Overall, scores of research show that mental health, stress and burnout have all skyrocketed due to COVID-19, as have concerns over getting sick, economic worries, taking care of family members and suffering from isolation, loneliness and unhealthy boundaries between work and home life. “All of this has been a huge burden on people,” Lagreid said.

Related: 10 strategies to improve employee mental health

It’s essential that organizations address this problem, added Christine Bilheimer, manager, customer success at Limeade.

Strategies can run the gamut, she said, from engaging with employees beyond work–for instance, start meetings by asking employees personal, fun questions or playing trivia–to encouraging them to take paid time off, taking some items off their plate and being flexible. It’s also vital to help workers draw boundaries between their home and work lives–by encouraging them to take a lunch break to eat with their family or urging them not to check emails after hours, for instance.

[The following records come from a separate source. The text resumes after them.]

//! CLI parse tests.

use super::{Cli, CliCommand};
use clap::Parser;

pub(super) fn parse(args: &[&str]) -> CliCommand {
    let cli = Cli::try_parse_from(args).unwrap();
    cli.command
}

pub(super) fn parse_err(args: &[&str]) -> clap::error::ErrorKind {
    Cli::try_parse_from(args).unwrap_err().kind()
}
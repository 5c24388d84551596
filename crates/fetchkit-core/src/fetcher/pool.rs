//! Fixed-size worker pool behind `fetch_bounded`.
//!
//! Workers pull `(index, url)` items from a shared queue and report
//! `(index, result)` over a channel; the caller places each body in its slot.

use crate::error::{FetchError, TransferError};
use crate::transport::{Session, Transport};
use std::collections::VecDeque;
use std::sync::atomic::{AtomicBool, Ordering};
use std::sync::mpsc;
use std::sync::{Mutex, PoisonError};
use std::thread;
use url::Url;

type WorkQueue<'a> = Mutex<VecDeque<(usize, &'a Url)>>;
type ItemResult = (usize, Result<String, TransferError>);

pub(super) fn run<T: Transport>(
    transport: &T,
    urls: &[&Url],
    max_concurrent: usize,
) -> Result<Vec<String>, FetchError> {
    let count = urls.len();
    let work: WorkQueue<'_> = Mutex::new(urls.iter().copied().enumerate().collect());
    let failed = AtomicBool::new(false);
    let mut slots: Vec<Option<String>> = vec![None; count];
    let mut first_error: Option<FetchError> = None;
    let num_workers = max_concurrent.min(count);

    thread::scope(|scope| {
        let (tx, rx) = mpsc::channel::<ItemResult>();
        let mut handles = Vec::with_capacity(num_workers);
        for worker in 0..num_workers {
            let tx = tx.clone();
            let work = &work;
            let failed = &failed;
            handles.push(scope.spawn(move || worker_loop(worker, transport, work, failed, tx)));
        }
        drop(tx);

        for (index, res) in rx {
            match res {
                Ok(body) => slots[index] = Some(body),
                Err(e) => {
                    failed.store(true, Ordering::Relaxed);
                    tracing::warn!("fetch of {} failed: {}", urls[index], e);
                    if first_error.is_none() {
                        first_error = Some(FetchError::transfer(urls[index].as_str(), e));
                    }
                }
            }
        }

        for handle in handles {
            if handle.join().is_err() {
                failed.store(true, Ordering::Relaxed);
            }
        }
    });

    if let Some(e) = first_error {
        return Err(e);
    }
    // A slot left empty without a reported error belongs to a worker that panicked.
    if let Some(index) = slots.iter().position(Option::is_none) {
        return Err(FetchError::transfer(
            urls[index].as_str(),
            TransferError::WorkerPanicked,
        ));
    }
    Ok(slots.into_iter().flatten().collect())
}

fn worker_loop<T: Transport>(
    worker: usize,
    transport: &T,
    work: &WorkQueue<'_>,
    failed: &AtomicBool,
    tx: mpsc::Sender<ItemResult>,
) {
    // One session per worker: a curl handle is single-threaded. Opened on the
    // first item so idle workers never connect; dropped on exit.
    let mut session: Option<T::Session> = None;
    loop {
        if failed.load(Ordering::Relaxed) {
            break;
        }
        let next = work
            .lock()
            .unwrap_or_else(PoisonError::into_inner)
            .pop_front();
        let Some((index, url)) = next else {
            break;
        };

        tracing::debug!("worker {} fetching #{} {}", worker, index, url);
        let res = match session.take().map_or_else(|| transport.open_session(), Ok) {
            Ok(mut s) => {
                let res = s.get_text(url);
                session = Some(s);
                res
            }
            Err(e) => Err(e),
        };

        let is_err = res.is_err();
        if is_err {
            failed.store(true, Ordering::Relaxed);
        }
        if tx.send((index, res)).is_err() || is_err {
            break;
        }
    }
}
//! `fetchkit bench <uri>...` – sequential vs bounded fetch timings.

use anyhow::{Context, Result};
use fetchkit_core::bench::{self, Comparison, RunStats};
use fetchkit_core::config::FetchkitConfig;
use fetchkit_core::resource::parse_all;
use fetchkit_core::CurlTransport;

fn print_row(label: &str, stats: &RunStats) {
    println!(
        "  {:>12}  {:>10}  {:>8.3}  {:>10.1}",
        label,
        stats.bytes,
        stats.elapsed.as_secs_f64(),
        stats.throughput_kib_s()
    );
}

fn print_comparison(cmp: &Comparison) {
    println!(
        "  {:>12}  {:>10}  {:>8}  {:>10}",
        "Mode", "Bytes", "Time(s)", "KiB/s"
    );
    println!(
        "  {}  {}  {}  {}",
        "------------", "----------", "--------", "----------"
    );
    print_row("sequential", &cmp.sequential);
    print_row(&format!("bounded({})", cmp.max_concurrent), &cmp.bounded);
    println!(
        "{} resource(s), speedup {:.2}x",
        cmp.resources,
        cmp.speedup()
    );
    if !cmp.bodies_match {
        println!("note: bodies differed between runs");
    }
}

pub async fn run_bench(cfg: &FetchkitConfig, uris: &[String], jobs: Option<usize>) -> Result<()> {
    let identifiers = parse_all(uris)?;
    let transport = CurlTransport::new(cfg.transport_options());
    let max_concurrent = jobs.unwrap_or(cfg.max_concurrent);

    let cmp = tokio::task::spawn_blocking(move || {
        bench::compare(&transport, &identifiers, max_concurrent)
    })
    .await
    .context("bench task join")??;
    print_comparison(&cmp);
    Ok(())
}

Managers and company leaders should also be open to discussing burnout and wellbeing with their workers. “Ask really good questions; instead of, ‘How are you?, maybe it’s, ‘How is your wellbeing?’ And then really taking the time to listen,” Bilheimer said.

Burnout and overall wellbeing are inextricably linked, and the combination is becoming a vital problem for employers to solve.

“Burnout does have a really strong relationship to your wellbeing strategy at your organizations,” she said. “This is directly related, and if you’re seeing high rates of burnout in your organization, it’s an opportunity to double down on a really strong wellbeing support strategy.”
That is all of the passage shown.